The burglary happened a few weeks ago in Pretoria, when the Bogare building in Menlyn (which houses top State Security Agency offices) was infiltrated, resulting in the theft of confidential data.
Intelligence spokesperson, Brian Dube, confirmed the break-in, stating that the Security Agency and police were investigating the incident and that the Agency would prefer not to speculate on the motive(s) behind the crime. He refused to disclose further details at the time.
This incident follows a serious fire started at the SA Revenue Services offices in Durban, which also houses the State Security Agency on the top floor. Business LIVE reported that insiders believed the fire was no accident, and that the target was the provincial head office of the State Security Agency. SA Government data protection is an Auditor General requirement.

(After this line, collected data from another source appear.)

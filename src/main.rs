use anyhow::Result;
use clap::Parser;
use paper_agent::orchestrator::error_document;
use paper_agent::utils::logging;
use paper_agent::{Agent, Config};
use std::path::PathBuf;

/// 按指令文件执行的论文智能体
#[derive(Debug, Parser)]
#[command(name = "paper-agent", version, about = "AI Agent that follows instructions")]
struct Cli {
    /// 指令文件路径
    instructions_file: PathBuf,

    /// TOML 配置文件（可选，环境变量优先）
    #[arg(long)]
    config: Option<PathBuf>,
}

#[tokio::main]
async fn main() -> Result<()> {
    let cli = Cli::parse();

    // 加载配置
    let config = match Config::load(cli.config.as_deref()) {
        Ok(config) => config,
        Err(e) => {
            println!("{}", error_document(&e.to_string()));
            return Ok(());
        }
    };

    // 初始化日志
    if let Err(e) = logging::init(&config) {
        eprintln!("日志初始化失败: {:#}", e);
    }

    // 错误在结果中报告，退出码始终为 0
    let output = match Agent::from_config(&config) {
        Ok(agent) => agent.run(&cli.instructions_file).await,
        Err(e) => error_document(&e.to_string()),
    };
    println!("{}", output);

    Ok(())
}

2011 Data Loss Survey Results
Public Concern around SA Government Data Protection Failings
The inability of the agency to protect State Information and confidential data, and the sensitivity of the information that’s been lost due to these incidents, have left many members of the public questioning why this data was not better protected. The SA public is concerned that SA Government data protection is not a high enough priority for departments, especially considering the confidential nature of this data.

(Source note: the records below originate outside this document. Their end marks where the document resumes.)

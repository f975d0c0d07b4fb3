//! 运行状态
//!
//! 一次执行独占一个 [`RunState`]，执行开始时为空，生成 JSON 后丢弃

/// 提取器返回的字段列表，`None` 表示本次没有请求该字段
#[derive(Debug, Clone, Default, PartialEq, Eq)]
pub struct ExtractedFields {
    pub title: Option<Vec<String>>,
    pub authors: Option<Vec<Vec<String>>>,
    pub link: Option<Vec<String>>,
    pub abstracts: Option<Vec<String>>,
}

/// 跨动作共享的运行状态
#[derive(Debug, Clone, Default, PartialEq, Eq)]
pub struct RunState {
    pub current_url: Option<String>,
    pub current_markup: Option<String>,
    pub title: Option<Vec<String>>,
    pub authors: Option<Vec<Vec<String>>>,
    pub link: Option<Vec<String>>,
    pub abstracts: Option<Vec<String>>,
    pub summary: Option<Vec<String>>,
}

impl RunState {
    pub fn new() -> Self {
        Self::default()
    }

    /// 合并提取结果，同名字段直接覆盖
    pub fn merge(&mut self, fields: ExtractedFields) {
        if let Some(title) = fields.title {
            self.title = Some(title);
        }
        if let Some(authors) = fields.authors {
            self.authors = Some(authors);
        }
        if let Some(link) = fields.link {
            self.link = Some(link);
        }
        if let Some(abstracts) = fields.abstracts {
            self.abstracts = Some(abstracts);
        }
    }

    /// 状态中是否有可供总结的摘要
    pub fn has_abstracts(&self) -> bool {
        self.abstracts.as_ref().is_some_and(|a| !a.is_empty())
    }
}

#[cfg(test)]
mod tests {
    use super::*;

    #[test]
    fn test_merge_overwrites_only_returned_fields() {
        let mut state = RunState {
            title: Some(vec!["old".to_string()]),
            link: Some(vec!["https://a".to_string()]),
            ..Default::default()
        };

        state.merge(ExtractedFields {
            title: Some(vec!["new".to_string(), "newer".to_string()]),
            ..Default::default()
        });

        assert_eq!(state.title, Some(vec!["new".to_string(), "newer".to_string()]));
        assert_eq!(state.link, Some(vec!["https://a".to_string()]));
        assert!(state.authors.is_none());
    }

    #[test]
    fn test_empty_abstract_list_is_not_summarisable() {
        let mut state = RunState::new();
        assert!(!state.has_abstracts());
        state.abstracts = Some(Vec::new());
        assert!(!state.has_abstracts());
        state.abstracts = Some(vec!["text".to_string()]);
        assert!(state.has_abstracts());
    }
}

There are multiple regulations around Data Protection requiring South African companies to take responsibility for the protection of their data – with the consequences of data loss becoming increasingly severe.
Information is the new currency
Company secrets, resources and knowledge bases have become exceptionally valuable – and the loss of this sensitive information can lead to massive reputational damage, hefty financial penalties or even incarceration.
Read about South Africa’s Protection of Personal Information Law
While South Africa struggles towards aligning its data protection legislation with that of the rest of the world and, particularly, the UK and the USA, with Acts such as the Protection of Personal Information Bill (PPI) – the effective protection of information has become an increasingly topical issue for the South African population. SA Government data protection needs to be addressed.
This incident further increases the public’s concern around the Intelligence Minister’s information being ineffectively protected, and now, compromised – as South Africans gain greater insight into how vital protecting data really is.
Data Loss: The Bigger Picture
The consequences around SA Government data protection and the requirements for SA private organisations are no longer blurred.
It is globally understood that data is the new currency, and that compromised data can have detrimental consequences for companies (and their board members).
How organisations, governments and individuals protect their data is a paramount consideration.
With estimate costs of a lost or stolen laptop reaching up to Millions of Rands (Ponemon Institute report) and the obvious risks around dissemination of confidential information, it is clear that the State Security Agency needs to set an example for other Governmental departments and the South African public, and ensure that confidential data is better protected against future attacks.